Ruut Veenhoven
Published in: Social Indicators Research 24, 1991, pp. 1-34
ABSTRACT
The theory that happiness is relative is based on three postulates: (1) happiness results
from comparison. (2) standards of comparison adjust, (3) standards of comparison are
arbitrary constructs. On the basis of these postulates the theory predicts: (a) happiness
does not depend on real quality of life, (b) changes in living-conditions to the good or
the bad have only a short-lived effect on happiness, (c) people are happier after hard
times, (d) people are typically neutral about their life. Together these inferences imply
that happiness is both an evasive and an inconsequential matter, which is at odds with
corebeliefs in present-day welfare society.
Recent investigations on happiness (in the sense of life-satisfaction)
claim support for this old theory. Happiness is reported to be as high in poor countries
as it is in rich countries (Easterlin), no less among paralyzed accident victims than it
is among lottery winners (Brickman) and unrelated to stable livingconditions (Inglehart
and Rabier). These sensational claims are inspected but found to be untrue. It is shown
that: (a) people tend to be unhappy under adverse conditions such as poverty, war and
isolation, (b) improvement or deterioration of at least some conditions does effect
happiness lastingly, (c) earlier hardship does not favour later happiness, (d) people are
typically positive about their life rather than neutral.
It is argued that the theory happiness-is-relative mixes up
overall happiness with contentment.
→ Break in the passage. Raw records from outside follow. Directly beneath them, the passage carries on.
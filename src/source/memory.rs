//! In-memory mail source for tests and local experiments.

use std::sync::{Arc, Mutex, MutexGuard};

use chrono::{DateTime, Utc};

use crate::error::{Result, SyncError};
use crate::model::{CandidateMessage, Part, SearchPredicate};
use crate::parser::mime;

use super::{MailSession, MailSource};

/// A mailbox held in memory.
///
/// Clones share state, so a test can add messages, inject failures and
/// inspect the searches made while the engine owns another handle.
#[derive(Debug, Clone)]
pub struct InMemorySource {
    inner: Arc<Mutex<Mailbox>>,
}

#[derive(Debug)]
struct Mailbox {
    name: String,
    messages: Vec<StoredMessage>,
    reject_date_search: bool,
    reject_sequence_search: bool,
    fail_connect: bool,
    fail_fetch: bool,
    connections: usize,
    searches: Vec<SearchPredicate>,
    counts: Vec<SearchPredicate>,
    scans: Vec<SearchPredicate>,
    released: Vec<u32>,
}

#[derive(Debug, Clone)]
struct StoredMessage {
    uid: u32,
    received_at: DateTime<Utc>,
    raw: Vec<u8>,
}

impl Default for InMemorySource {
    fn default() -> Self {
        Self::new("INBOX")
    }
}

impl InMemorySource {
    /// Empty mailbox called `mailbox`.
    pub fn new(mailbox: &str) -> Self {
        Self {
            inner: Arc::new(Mutex::new(Mailbox {
                name: mailbox.to_string(),
                messages: Vec::new(),
                reject_date_search: false,
                reject_sequence_search: false,
                fail_connect: false,
                fail_fetch: false,
                connections: 0,
                searches: Vec::new(),
                counts: Vec::new(),
                scans: Vec::new(),
                released: Vec::new(),
            })),
        }
    }

    fn lock(&self) -> MutexGuard<'_, Mailbox> {
        self.inner.lock().unwrap_or_else(|e| e.into_inner())
    }

    /// Deliver a raw RFC 5322 message with the given UID and receipt time.
    pub fn deliver(&self, uid: u32, received_at: DateTime<Utc>, raw: impl Into<Vec<u8>>) {
        self.lock().messages.push(StoredMessage {
            uid,
            received_at,
            raw: raw.into(),
        });
    }

    /// Make `SINCE` searches fail as rejected predicates.
    pub fn reject_date_search(&self, reject: bool) {
        self.lock().reject_date_search = reject;
    }

    /// Make sequence-threshold searches fail as rejected predicates.
    pub fn reject_sequence_search(&self, reject: bool) {
        self.lock().reject_sequence_search = reject;
    }

    /// Make `connect` fail with a network error.
    pub fn fail_connect(&self, fail: bool) {
        self.lock().fail_connect = fail;
    }

    /// Make `fetch_part` fail with a network error.
    pub fn fail_fetch(&self, fail: bool) {
        self.lock().fail_fetch = fail;
    }

    /// Number of sessions opened so far.
    pub fn connections(&self) -> usize {
        self.lock().connections
    }

    /// Every predicate passed to `search` so far, in order.
    pub fn searches(&self) -> Vec<SearchPredicate> {
        self.lock().searches.clone()
    }

    /// Every predicate passed to `count` so far, in order.
    pub fn counts(&self) -> Vec<SearchPredicate> {
        self.lock().counts.clone()
    }

    /// Every predicate passed to `scan` so far, in order.
    pub fn scans(&self) -> Vec<SearchPredicate> {
        self.lock().scans.clone()
    }

    /// UIDs the engine released, in order.
    pub fn released(&self) -> Vec<u32> {
        self.lock().released.clone()
    }
}

impl Mailbox {
    /// Messages matching `predicate`, or the injected rejection.
    fn matching(&self, predicate: &SearchPredicate) -> Result<Vec<&StoredMessage>> {
        let rejected = match predicate {
            SearchPredicate::All => false,
            SearchPredicate::SinceDate(_) => self.reject_date_search,
            SearchPredicate::SequenceGreaterThan(_) => self.reject_sequence_search,
        };
        if rejected {
            return Err(SyncError::UnsupportedPredicate(format!(
                "{predicate}: unsupported search option"
            )));
        }

        let highest_uid = self.messages.iter().map(|m| m.uid).max();
        Ok(self
            .messages
            .iter()
            .filter(|m| match predicate {
                SearchPredicate::All => true,
                SearchPredicate::SinceDate(day) => m.received_at.date_naive() >= *day,
                // Same quirk as IMAP `UID n:*`: the highest UID always matches.
                SearchPredicate::SequenceGreaterThan(n) => {
                    m.uid > *n || Some(m.uid) == highest_uid
                }
            })
            .collect())
    }
}

impl MailSource for InMemorySource {
    fn connect(&self) -> Result<Box<dyn MailSession>> {
        let mut mailbox = self.lock();
        if mailbox.fail_connect {
            return Err(SyncError::Network("connection refused".into()));
        }
        mailbox.connections += 1;
        Ok(Box::new(InMemorySession {
            inner: Arc::clone(&self.inner),
        }))
    }
}

struct InMemorySession {
    inner: Arc<Mutex<Mailbox>>,
}

impl InMemorySession {
    fn lock(&self) -> MutexGuard<'_, Mailbox> {
        self.inner.lock().unwrap_or_else(|e| e.into_inner())
    }
}

impl MailSession for InMemorySession {
    fn open_mailbox(&mut self, name: &str) -> Result<()> {
        if self.lock().name == name {
            Ok(())
        } else {
            Err(SyncError::MailboxNotFound(name.to_string()))
        }
    }

    fn search(&mut self, predicate: &SearchPredicate) -> Result<Vec<CandidateMessage>> {
        let mut mailbox = self.lock();
        mailbox.searches.push(*predicate);

        Ok(mailbox
            .matching(predicate)?
            .into_iter()
            .map(|m| {
                let parsed = mime::parse_message(&m.raw);
                CandidateMessage {
                    id: parsed.as_ref().and_then(|p| p.message_id.clone()),
                    sequence: Some(m.uid),
                    timestamp: m.received_at,
                    parts: parsed.map(|p| p.parts).unwrap_or_default(),
                }
            })
            .collect())
    }

    fn count(&mut self, predicate: &SearchPredicate) -> Result<usize> {
        let mut mailbox = self.lock();
        mailbox.counts.push(*predicate);
        Ok(mailbox.matching(predicate)?.len())
    }

    fn scan(&mut self, predicate: &SearchPredicate) -> Result<Vec<CandidateMessage>> {
        let mut mailbox = self.lock();
        mailbox.scans.push(*predicate);

        Ok(mailbox
            .matching(predicate)?
            .into_iter()
            .map(|m| CandidateMessage {
                id: mime::parse_message(&m.raw).and_then(|p| p.message_id),
                sequence: Some(m.uid),
                timestamp: m.received_at,
                parts: Vec::new(),
            })
            .collect())
    }

    fn fetch_part(&mut self, message: &CandidateMessage, part: &Part) -> Result<Vec<u8>> {
        let mailbox = self.lock();
        if mailbox.fail_fetch {
            return Err(SyncError::Network("fetch timed out".into()));
        }
        let stored = mailbox
            .messages
            .iter()
            .find(|m| Some(m.uid) == message.sequence)
            .ok_or_else(|| SyncError::Network(format!("no message {:?}", message.sequence)))?;
        mime::extract_part(&stored.raw, part.part_ref)
    }

    fn release(&mut self, message: &CandidateMessage) {
        if let Some(uid) = message.sequence {
            self.lock().released.push(uid);
        }
    }

    fn logout(self: Box<Self>) {}
}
Contentment is indeed largely
a matter of comparing life-as-it-is to standards of how-life-should-be. Yet overall
happiness does not entirely depend on comparison. The overall evaluation of life depends
also on how one feels affectively and hedonic level of affect draws on its turn on the
gratification of basic bio-psychological needs. Contrary to acquired standards
of comparison these innate needs do not adjust to any and all conditions: they
mark in fact the limits of human adaptability. To the extend that it depends on
need-gratification, happiness is not relative.